"Jack McKinney - Robotech Sentientals 4 - World Killers" - читать интересную книгу автора (McKinney Jack)

The shuttlecraft's deckplates vibrated under Vince's boot soles. "Jean,
what if Veidt's wrong, or the Invid double-cross us?"
Somebody had to ask the question. The fate of worlds was riding on what
the Sentinels would do. Moralists would say that the lives of four individuals
were as important as the life of a planet or the outcome of a war, but Vince
didn't have the luxury of dealing with the abstract.
He wiped the perspiration from Lisa's brow with a cloth and pulled the
blanket back up under her chin. He looked at the other stricken Sentinels.
Here were four lives that would come to an end unless the virtually
miraculous Haydonian healing crafts were brought to bear. But what might the
survival of the Hunters and the others cost?
The Invid sounded so accommodating-it could only be some sort of trick.

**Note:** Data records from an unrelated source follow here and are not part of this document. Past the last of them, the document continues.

//! Bounded retry with exponential backoff.

use std::future::Future;
use std::time::Duration;
use tokio_util::sync::CancellationToken;

use crate::error::{SyncError, SyncResult};
use crate::logging::warn;

/// Run `op` up to `max_attempts` times.
///
/// Attempt 1 runs immediately; attempt k waits `base_delay * 2^(k-2)`
/// first, and the wait aborts with [`SyncError::Cancelled`] if the token
/// fires during it. Cancellation-class errors from the operation itself
/// propagate immediately and are never retried. The final failure wraps
/// the last observed error together with the operation name and attempt
/// count.
pub async fn with_retry<F, Fut>(
	name: &str,
	mut op: F,
	max_attempts: u32,
	base_delay: Duration,
	cancel: &CancellationToken,
) -> SyncResult<()>
where
	F: FnMut() -> Fut,
	Fut: Future<Output = SyncResult<()>>,
{
	let max_attempts = max_attempts.max(1);
	let mut attempt = 1;
	loop {
		let err = match op().await {
			Ok(()) => return Ok(()),
			Err(err) => err,
		};
		if err.is_cancelled() {
			return Err(err);
		}
		warn!("{} failed (attempt {}/{}): {}", name, attempt, max_attempts, err);
		if attempt >= max_attempts {
			return Err(SyncError::Transfer {
				name: name.to_string(),
				attempts: max_attempts,
				source: Box::new(err),
			});
		}

		attempt += 1;
		let delay = base_delay * 2u32.pow(attempt - 2);
		warn!("retry {}/{} for {} after {:?}", attempt, max_attempts, name, delay);
		tokio::select! {
			_ = tokio::time::sleep(delay) => {}
			_ = cancel.cancelled() => return Err(SyncError::Cancelled),
		}
	}
}


// vim: ts=4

Vince drew a breath and smoothed out his uniform tunic. Given his size, no
one-least of all, an XT-was likely to notice the bulge of the Badger assault
pistols he was wearing in shoulder rigs under each armpit. If this was a trap,
the Regent's hordes would find out how expensive a pricetag such a seemingly
simple skirmish could carry.
Vince was not particularly afraid of death. He had long since figured
out his attitude about dying, and other people sensed his inner calm. As the
shuttle started to cut into Haydon IV's atmosphere, Max Sterling appeared in
the hatch, knotting his fingers together, and looked to Vince.

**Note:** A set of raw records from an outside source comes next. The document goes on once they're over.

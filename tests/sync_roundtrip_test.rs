//! End-to-end push/pull convergence through a real directory-backed store.

mod common;

use std::fs;
use std::path::Path;
use std::sync::Arc;
use tempfile::TempDir;
use tokio_util::sync::CancellationToken;

use blobsync::fs::{FileSystem, LocalFileSystem};
use blobsync::store::{BlobStore, DirStore};
use blobsync::types::{ContainerId, HashPolicy, SyncPlan, SyncSummary};
use blobsync::{Differ, Executor, Scanner, SyncResult};

const CONTAINER: ContainerId = ContainerId(1);

enum Direction {
	Push,
	Pull,
}

/// Scan, diff and execute one direction; returns the executed plan.
async fn run(
	direction: Direction,
	local_root: &Path,
	store_root: &Path,
	policy: HashPolicy,
) -> SyncResult<SyncPlan> {
	let fs: Arc<dyn FileSystem> = Arc::new(LocalFileSystem::new());
	let store: Arc<dyn BlobStore> = Arc::new(DirStore::new(store_root));

	let scanner = Scanner::new(fs.clone(), store.clone(), None, &[], policy)?;
	let (local, remote) = scanner.scan_both(local_root, CONTAINER).await?;

	let differ = Differ::new(policy);
	let plan = match direction {
		Direction::Push => differ.diff_push(&local, &remote),
		Direction::Pull => differ.diff_pull(&local, &remote),
	};

	Executor::new(fs, store, 2)
		.retry_base_delay(std::time::Duration::from_millis(1))
		.execute(&plan, local_root, CONTAINER, &CancellationToken::new())
		.await?;
	Ok(plan)
}

async fn remote_inventory(
	store_root: &Path,
) -> std::collections::BTreeMap<String, blobsync::RemoteFile> {
	let fs: Arc<dyn FileSystem> = Arc::new(LocalFileSystem::new());
	let store: Arc<dyn BlobStore> = Arc::new(DirStore::new(store_root));
	let scanner = Scanner::new(fs, store, None, &[], HashPolicy::Checksum).unwrap();
	scanner.scan_remote(CONTAINER).await.unwrap()
}

#[tokio::test]
async fn test_push_converges_and_is_idempotent() {
	let local = TempDir::new().unwrap();
	let store = TempDir::new().unwrap();
	common::write_tree(local.path(), &[("a.txt", "alpha"), ("docs/b.txt", "beta")]);

	let plan = run(Direction::Push, local.path(), store.path(), HashPolicy::Checksum)
		.await
		.unwrap();
	assert_eq!(plan.summary.to_upload, 2);
	assert_eq!(plan.summary.total, 2);

	let remote = remote_inventory(store.path()).await;
	assert_eq!(remote.len(), 2);
	assert_eq!(
		remote["a.txt"].meta.checksum,
		common::hash_contents(b"alpha")
	);

	// Nothing changed, so the second pass plans nothing
	let plan = run(Direction::Push, local.path(), store.path(), HashPolicy::Checksum)
		.await
		.unwrap();
	assert!(plan.is_empty());
}

#[tokio::test]
async fn test_push_then_pull_roundtrip() {
	let source = TempDir::new().unwrap();
	let replica = TempDir::new().unwrap();
	let store = TempDir::new().unwrap();
	common::write_tree(
		source.path(),
		&[("a.txt", "alpha"), ("docs/b.txt", "beta"), ("docs/deep/c.txt", "gamma")],
	);

	run(Direction::Push, source.path(), store.path(), HashPolicy::Checksum).await.unwrap();

	let plan = run(Direction::Pull, replica.path(), store.path(), HashPolicy::Checksum)
		.await
		.unwrap();
	assert_eq!(plan.summary.to_download, 3);

	for (rel, contents) in [("a.txt", "alpha"), ("docs/b.txt", "beta"), ("docs/deep/c.txt", "gamma")]
	{
		assert_eq!(fs::read_to_string(replica.path().join(rel)).unwrap(), contents);
	}

	// Replica now matches the store exactly
	let plan = run(Direction::Pull, replica.path(), store.path(), HashPolicy::Checksum)
		.await
		.unwrap();
	assert!(plan.is_empty());
}

#[tokio::test]
async fn test_push_scenario_classification() {
	// local {a.txt, b.txt}, remote {a.txt, c.txt}:
	// push must upload b.txt and delete c.txt, nothing else
	let staging = TempDir::new().unwrap();
	let local = TempDir::new().unwrap();
	let store = TempDir::new().unwrap();

	common::write_tree(staging.path(), &[("a.txt", "alpha"), ("c.txt", "gamma")]);
	run(Direction::Push, staging.path(), store.path(), HashPolicy::Checksum).await.unwrap();

	common::write_tree(local.path(), &[("a.txt", "alpha"), ("b.txt", "beta")]);
	let plan = run(Direction::Push, local.path(), store.path(), HashPolicy::Checksum)
		.await
		.unwrap();

	assert_eq!(
		plan.summary,
		SyncSummary { to_upload: 1, to_delete: 1, total: 2, ..Default::default() }
	);

	let remote = remote_inventory(store.path()).await;
	assert_eq!(remote.keys().cloned().collect::<Vec<_>>(), vec!["a.txt", "b.txt"]);
}

#[tokio::test]
async fn test_empty_file_roundtrip() {
	let source = TempDir::new().unwrap();
	let replica = TempDir::new().unwrap();
	let store = TempDir::new().unwrap();

	common::write_tree(source.path(), &[("empty.txt", "")]);
	let mtime = filetime::FileTime::from_unix_time(1_700_000_000, 0);
	filetime::set_file_mtime(source.path().join("empty.txt"), mtime).unwrap();

	run(Direction::Push, source.path(), store.path(), HashPolicy::Checksum).await.unwrap();

	// The store cannot hold zero-byte payloads: the blob is a 1-byte
	// placeholder and the metadata carries the EMPTY_FILE flag
	let remote = remote_inventory(store.path()).await;
	let entry = &remote["empty.txt"];
	assert!(entry.meta.is_empty_file());
	assert_eq!(entry.size, 1);
	assert_eq!(entry.logical_size(), 0);

	run(Direction::Pull, replica.path(), store.path(), HashPolicy::Checksum).await.unwrap();

	// Restored as a genuine zero-length file, not the placeholder
	let restored = replica.path().join("empty.txt");
	assert_eq!(fs::metadata(&restored).unwrap().len(), 0);
	let restored_mtime = filetime::FileTime::from_last_modification_time(
		&fs::metadata(&restored).unwrap(),
	);
	assert_eq!(restored_mtime.unix_seconds(), 1_700_000_000);
}

#[tokio::test]
async fn test_changed_push_replaces_stale_copy() {
	let local = TempDir::new().unwrap();
	let store = TempDir::new().unwrap();

	common::write_tree(local.path(), &[("a.txt", "version one")]);
	run(Direction::Push, local.path(), store.path(), HashPolicy::Checksum).await.unwrap();

	common::write_tree(local.path(), &[("a.txt", "version two, longer")]);
	let plan = run(Direction::Push, local.path(), store.path(), HashPolicy::Checksum)
		.await
		.unwrap();
	assert_eq!(plan.summary.to_update, 1);

	// The stale record was cleaned up after the replacement landed: the
	// raw listing holds exactly one record for the path
	let store_impl = DirStore::new(store.path());
	let raw = store_impl.list_files(CONTAINER).await.unwrap();
	assert_eq!(raw.len(), 1);
	assert_eq!(raw[0].meta.checksum, common::hash_contents(b"version two, longer"));
}

#[tokio::test]
async fn test_pull_prunes_local_extras() {
	let source = TempDir::new().unwrap();
	let replica = TempDir::new().unwrap();
	let store = TempDir::new().unwrap();

	common::write_tree(source.path(), &[("keep.txt", "keep")]);
	run(Direction::Push, source.path(), store.path(), HashPolicy::Checksum).await.unwrap();

	common::write_tree(replica.path(), &[("keep.txt", "keep"), ("extra.txt", "extra")]);
	let plan = run(Direction::Pull, replica.path(), store.path(), HashPolicy::Checksum)
		.await
		.unwrap();
	assert_eq!(plan.summary.to_delete, 1);

	assert!(replica.path().join("keep.txt").exists());
	assert!(!replica.path().join("extra.txt").exists());
}

#[tokio::test]
async fn test_modtime_policy_detects_touched_file() {
	let local = TempDir::new().unwrap();
	let store = TempDir::new().unwrap();

	common::write_tree(local.path(), &[("a.txt", "alpha")]);
	filetime::set_file_mtime(
		local.path().join("a.txt"),
		filetime::FileTime::from_unix_time(1_700_000_000, 0),
	)
	.unwrap();

	run(Direction::Push, local.path(), store.path(), HashPolicy::ModTimeSize).await.unwrap();

	// Same content, newer timestamp: mod-time mode plans an update
	filetime::set_file_mtime(
		local.path().join("a.txt"),
		filetime::FileTime::from_unix_time(1_700_000_100, 0),
	)
	.unwrap();

	let plan = run(Direction::Push, local.path(), store.path(), HashPolicy::ModTimeSize)
		.await
		.unwrap();
	assert_eq!(plan.summary.to_update, 1);

	// After the push the timestamps agree again
	let plan = run(Direction::Push, local.path(), store.path(), HashPolicy::ModTimeSize)
		.await
		.unwrap();
	assert!(plan.is_empty());
}

// vim: ts=4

Max had left his place at the controls, permitting Wolff to take over,
and come aft to check on his wife yet again. "Veidt's gotten final landing
approval," Max told them. He hesitated, then added, "They'll keep their word,
don't you think? The Invid, I mean?"
Jean Grant, attending her patients, avoided eye contact with Max; she
didn't want to lie, and she didn't want to voice her doubts. Secretly, she
thought it was only a fifty-fifty possibility that Miriya or any of them would
be cured-or that anybody on the shuttle would survive the visit to Haydon IV.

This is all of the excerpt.